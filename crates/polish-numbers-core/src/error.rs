use thiserror::Error;

#[derive(Error, Debug)]
pub enum Error {
    #[error("Network error: {0}")]
    Network(#[from] reqwest::Error),

    #[error("Bad response for {url}: status {status}: {body}")]
    BadStatus {
        url: String,
        status: u16,
        body: String,
    },

    #[error("Invalid URL: {0}")]
    InvalidUrl(String),

    #[error("Invalid request: {0}")]
    InvalidRequest(String),

    #[error("Duplicate request in manifest: {0}")]
    DuplicateRequest(String),

    #[error("I/O error: {0}")]
    Io(#[from] std::io::Error),

    #[error("Serialization error: {0}")]
    Serialization(#[from] serde_json::Error),

    #[error("Install failed: {0}")]
    InstallFailed(#[source] Box<Error>),

    #[error("Install already in progress")]
    InstallInProgress,
}

/// A specialized `Result` type for offline cache operations.
pub type Result<T> = std::result::Result<T, Error>;

/// Maximum length for response bodies quoted in error messages
const MAX_ERROR_BODY_LENGTH: usize = 500;

impl Error {
    /// Truncate a response body to avoid logging excessive data
    fn truncate_body(body: &str) -> String {
        if body.len() <= MAX_ERROR_BODY_LENGTH {
            return body.to_string();
        }
        let mut end = MAX_ERROR_BODY_LENGTH;
        while !body.is_char_boundary(end) {
            end -= 1;
        }
        format!("{}... (truncated, {} total bytes)", &body[..end], body.len())
    }

    pub fn from_status(url: &str, status: u16, body: &str) -> Self {
        Error::BadStatus {
            url: url.to_string(),
            status,
            body: Self::truncate_body(body),
        }
    }
}

#[cfg(test)]
mod tests {
    use super::*;

    #[test]
    fn test_truncate_body_short() {
        assert_eq!(Error::truncate_body("not found"), "not found");
    }

    #[test]
    fn test_truncate_body_long() {
        let body = "x".repeat(MAX_ERROR_BODY_LENGTH + 20);
        let truncated = Error::truncate_body(&body);
        assert!(truncated.starts_with(&"x".repeat(MAX_ERROR_BODY_LENGTH)));
        assert!(truncated.ends_with("(truncated, 520 total bytes)"));
    }

    #[test]
    fn test_truncate_body_respects_char_boundary() {
        // 'ł' is two bytes, so byte 500 lands mid-character
        let body = format!("a{}", "ł".repeat(300));
        let truncated = Error::truncate_body(&body);
        assert!(truncated.contains("... (truncated"));
    }

    #[test]
    fn test_from_status_message() {
        let err = Error::from_status("http://localhost/audio/13.mp3", 404, "missing");
        assert_eq!(
            err.to_string(),
            "Bad response for http://localhost/audio/13.mp3: status 404: missing"
        );
    }
}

- [What is required]: The result is a copy of every line above where the word "repeat" shows up.

- [Finished task]:
        let body = "x".repeat(MAX_ERROR_BODY_LENGTH + 20);
        assert!(truncated.starts_with(&"x".repeat(MAX_ERROR_BODY_LENGTH)));
        let body = format!("a{}", "ł".repeat(300));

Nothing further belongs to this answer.